ピラミッド=鳥山雄二(g)、和泉宏隆(key)、神保彰(ds)、9月4日のSTBライブに行ってきました。
この日はチケットがあっという間になくなり、キャンセル待ちだけでも数十人だったとか。改めて人気の凄さがうかがえます。
まだ大阪公演が残っているので、詳しくは「続き」をどうぞ。

まず、ライヴではベースは入るの? というのが疑問でしたが、主に前半は3人+コンピュータのシーケンサーにあわせた演奏でした。ウッドベースの鳥越さんは主に後半、一緒にやってました。ピラミッドのサウンドには、鳥山さんが作ったハイクオリティなコンピューターのオケが必要なのは確かに納得。演奏のクオリティの高さには、ただただため息が出ます。ただ、ライブならではの「ソロが長くなっちゃった」みたいなハプニングがそれほどないわけなんですよね。そこまで求めるのは欲張りでしょうか(笑)。

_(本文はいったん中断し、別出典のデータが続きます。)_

#![forbid(unsafe_code)]

use crate::error::Error;
use crate::manager::{Manager, SessionTable};
use crate::platform::Platform;
use crate::session::{SessionBuilder, SessionHandle};
use crate::supervisor::{RestartPolicy, Supervisor};
use crate::watcher::ProcessWatcher;
use bytes::Bytes;
use config::Config;
use std::sync::Arc;
use tokio::sync::mpsc;
use tracing::info;

/// Session lifecycle notifications for the consumer of decoded traffic.
#[derive(Debug)]
pub struct AdapterEvents {
    /// A session is running; subscribe to its block streams through the
    /// handle.
    pub session_up: mpsc::Receiver<Arc<SessionHandle>>,
    /// The session of this process id has fully stopped.
    pub session_down: mpsc::Receiver<u32>,
}

/// Entry point of the ingestion pipeline.
///
/// Owns the supervision tree: the process watcher, the supervisor of all
/// sessions, and the manager connecting the two.
#[derive(Debug)]
pub struct HookAdapter {
    supervisor: Supervisor,
    sessions: SessionTable,
}

impl HookAdapter {
    /// Start watching for processes. Must be called from within a tokio
    /// runtime.
    pub fn start(config: &Config, platform: Platform) -> (Self, AdapterEvents) {
        let policy = RestartPolicy::from(&config.supervisor);
        let (up_tx, session_up) = mpsc::channel(config.hook.event_buffer);
        let (down_tx, session_down) = mpsc::channel(config.hook.event_buffer);
        let adapter = Self {
            supervisor: Supervisor::new("hook", policy),
            sessions: SessionTable::default(),
        };
        let events = AdapterEvents {
            session_up,
            session_down,
        };

        if !config.hook.enabled {
            info!("Hook adapter disabled");
            return (adapter, events);
        }

        let (watcher, process_events) = ProcessWatcher::new(&config.hook, platform.enumerator);
        let sessions = Arc::new(Supervisor::new("sessions", policy));
        let manager = Manager::new(
            SessionBuilder::new(config, platform.remote),
            sessions.clone(),
            adapter.sessions.clone(),
            process_events,
            up_tx,
            down_tx,
        );

        adapter.supervisor.add(watcher);
        adapter.supervisor.add(sessions);
        adapter.supervisor.add(manager);
        info!(process_name = %config.hook.process_name, "Hook adapter started");
        (adapter, events)
    }

    /// Live sessions by process id.
    pub fn sessions(&self) -> &SessionTable {
        &self.sessions
    }

    /// Forward a request to the session of process `id`.
    pub async fn send_request(&self, id: u32, request: &[u8]) -> Result<Bytes, Error> {
        self.sessions.send_request(id, request).await
    }

    /// Stop every service and session, waiting for all of them to exit.
    pub async fn stop(&self) {
        self.supervisor.stop().await;
        info!("Hook adapter stopped");
    }
}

楽器関連ですが、和泉さんはグランドピアノ、ヤマハのエレピS90(と見えた気が)、エレクトーン「ステージア」。これを曲によって使い分けていました。ピアノの音はピアノ、エレピの音はエレピ、その他の音はエレクトーンですね。和泉さんがエレピでメロディをとる姿なんて久しぶりに見ましたけど、ううう、実に素晴らしい。片手でメロディをなぞるぐらいだったら私でもまねできそうなものがいっぱいあるんですが、絶対ああは弾けない(当たり前なんだけど)。何がどう違うんでしょうねぇ。ほんの微妙な呼吸とか、打鍵と離鍵のタイミングとか、もう、言葉では説明できない領域が何か素晴らしいんだろうな。

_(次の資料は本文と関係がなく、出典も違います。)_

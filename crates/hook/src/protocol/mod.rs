#![forbid(unsafe_code)]

//! Game traffic blocks carried inside `Recv`/`Send` messages.

mod datatypes;
mod decoder;
mod registry;

pub use datatypes::{
    Casting, ChatMessage, Control, EgressChat, EgressInstanceMovement, EgressMovement, InitZone,
    Movement, PackedPosition,
};
pub use decoder::{
    BLOCK_HEADER_LEN, BlockStreams, LOCKON_CONTROL_TYPE, MIN_BLOCK_LEN, OBFUSCATED_TERRITORIES,
    ObfuscationState, ProtocolDecoder,
};
pub use registry::{BlockRegistry, BodyDecoder, CHAT_SUBCHANNEL, ZONE_SUBCHANNEL};

use bytes::Bytes;
use std::time::SystemTime;

#[derive(Debug, Clone, PartialEq, Eq, thiserror::Error)]
pub enum DecodeError {
    #[error("Body too short: expected at least {expected} bytes, got {actual}")]
    TooShort { expected: usize, actual: usize },
}

/// Which way a block travelled relative to the game client.
#[derive(Debug, Clone, Copy, PartialEq, Eq, Hash)]
pub enum Direction {
    /// Server to client.
    Ingress,
    /// Client to server.
    Egress,
}

#[derive(Debug, Clone, PartialEq)]
pub enum Body {
    InitZone(InitZone),
    Casting(Casting),
    Control(Control),
    Movement(Movement),
    EgressMovement(EgressMovement),
    EgressInstanceMovement(EgressInstanceMovement),
    ChatMessage(ChatMessage),
    EgressChat(EgressChat),
    /// No registered variant matched, or the matching one failed to decode.
    Raw(Bytes),
}

impl Body {
    pub fn is_raw(&self) -> bool {
        matches!(self, Self::Raw(_))
    }
}

/// One decoded unit of game traffic.
#[derive(Debug, Clone, PartialEq)]
pub struct ProtocolBlock {
    pub subject_id: u32,
    pub current_id: u32,
    pub timestamp: SystemTime,
    pub server_id: u16,
    pub opcode: u16,
    pub body: Body,
}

神保さんは多分あれはヒップギグというちっちゃなドラム。すごくいい音がしていました。
鳥山さんは、まずステージに透明ギター・・・じゃわけがわからないですね、弦を張った部分は普通だけど、本体の部分が金属でギターの形をなぞっているだけで、ボディがない形のギターがありました。それはセッティングというか、すぐ弾けるような形で置いてあります。そして赤っぽい光沢の美しい、セミアコとフルアコの中間といっていたギターとか、エレキギターとか、数え切れないぐらい持ち替えてました。そして曲の途中で、構えているギターはそのままぶらさげたまま、台にセッティングされているギターを弾く場面がありました。鳥山さんのギターは端正で完成されていて、美しくてダイナミックで、もう、うっとりでした。

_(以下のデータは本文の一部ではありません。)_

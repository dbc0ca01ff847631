use serde::{Deserialize, Serialize};
use serde_with::serde_as;
use std::path::PathBuf;
use std::time::Duration;

#[serde_as]
#[derive(Debug, Clone, Serialize, Deserialize, PartialEq, Eq)]
#[serde(default)]
pub struct HookConfig {
    /// Whether the hook adapter runs at all. When disabled, no processes are
    /// watched and no agent is ever injected.
    pub enabled: bool,

    /// Path of the agent payload on the local disk. The file must exist at
    /// the time a matching process is discovered, otherwise the process is
    /// not tracked.
    pub payload_path: PathBuf,

    /// Case-insensitive substring matched against the names of running
    /// processes. Every process whose name contains it gets its own session.
    pub process_name: String,

    /// Prefix of the per-process channel name. The agent listens on
    /// `{channel_prefix}-{pid}`.
    pub channel_prefix: String,

    /// How long to wait between attempts to open the channel after the agent
    /// has been injected. **Measured in milliseconds**.
    #[serde_as(as = "serde_with::DurationMilliSeconds<u64>")]
    pub dial_retry_interval: Duration,

    /// Number of attempts made to open the channel before the session is
    /// abandoned.
    pub dial_attempts: u32,

    /// Timeout handed to the platform for a single channel open attempt.
    /// **Measured in milliseconds**.
    #[serde_as(as = "serde_with::DurationMilliSeconds<u64>")]
    pub dial_timeout: Duration,

    /// Interval between liveness pings sent to the agent. **Measured in
    /// milliseconds**.
    #[serde_as(as = "serde_with::DurationMilliSeconds<u64>")]
    pub ping_interval: Duration,

    /// Delay before the agent is primed for ingress and egress delivery once
    /// a session is up. **Measured in milliseconds**.
    #[serde_as(as = "serde_with::DurationMilliSeconds<u64>")]
    pub handshake_delay: Duration,

    /// Interval between process list polls. **Measured in milliseconds**.
    #[serde_as(as = "serde_with::DurationMilliSeconds<u64>")]
    pub scan_interval: Duration,

    /// Capacity of the process add/remove event queues.
    ///
    /// # Note
    ///
    /// A full queue stalls process discovery until the session manager
    /// catches up.
    pub event_buffer: usize,

    /// Capacity of each per-session ingress and egress block queue. A slow
    /// consumer stalls decoding once the queue is full.
    pub block_buffer: usize,
}

impl Default for HookConfig {
    fn default() -> Self {
        Self {
            enabled: true,
            payload_path: PathBuf::from("hook.dll"),
            process_name: "ffxiv_dx11.exe".to_string(),
            channel_prefix: "xivhook".to_string(),
            dial_retry_interval: Duration::from_millis(500),
            dial_attempts: 5,
            dial_timeout: Duration::from_secs(5),
            ping_interval: Duration::from_secs(1),
            handshake_delay: Duration::from_secs(1),
            scan_interval: Duration::from_secs(1),
            event_buffer: 10,
            block_buffer: 5000,
        }
    }
}

impl HookConfig {
    /// Name of the channel the agent injected into `pid` listens on.
    pub fn channel_name(&self, pid: u32) -> String {
        format!("{}-{}", self.channel_prefix, pid)
    }
}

気になる曲目については、まず、ファーストアルバムの曲はほとんど全部やったんじゃないかと思います。どれもいい曲ですねー。改めて感激。それからさらに、鳥山さんがギター1本で正統派ジャズの演奏をされていました。
後半、新曲としてのカバーがものすごく良かったんですよ! クルセイダーズ、デオダート、ボブジェームス! ちょっと、ファーストアルバムでやっているのよりも、さらにカッコよくないですか!? それから、和泉さんが「分数コードが難しくて」とこぼしつつも見事に弾いていた鳥山さんの新曲。その分数コードは、オシャレでした。

「われわれは70年代クロスオーバーの伝道師ですから」と和泉さんが笑いながらおっしゃっていました。そうかー! 確かに、フュージョンが超絶技巧化する前のまったりしたよさのあった時代が、70年代のクロスオーバーなんですね。ピラミッドから感じられるバランス感覚は、そこから来ているのかな。

この日客席は、30代、そして40代と思われる人の姿が目立ちました。10年ぐらい前には「うわ、カッコいい」と目をひくようなマダムがジャズクラブにいるなんて、あまり見た記憶がないです。私が気がつかなかっただけとか、ライヴの演目そのものに由来する可能性もありますが、それでも、最近、急にミドルエイジのお客さんが増えてきたきがするなあ。そうやって書いている私も、思いっきりミドルエイジですが、いい傾向だと思います。

そんなわけで、この日演奏された「アファーメーション」。ファーストアルバムでカバーされたこの曲、和泉さんがピアノで弾くメロディが実に心にしみました。オリジナルのジョージ・ベンソンの「ブリージン」、そういえばうちにあったじゃん…(っていうか、アドリブでフュージョンの原稿を書いている人が、持ってなかったらさすがにヤバい)。早速探してきて、本家の「アファーメーション」聴いています。よいわぁ〜。

次回は12月27日? ごろに公演があるかも? ということでした。もっとライヴいっぱいやって!!!DVDも早く出して!!!! …こんなに飢餓感をあおってくれるバンドも久しぶりです。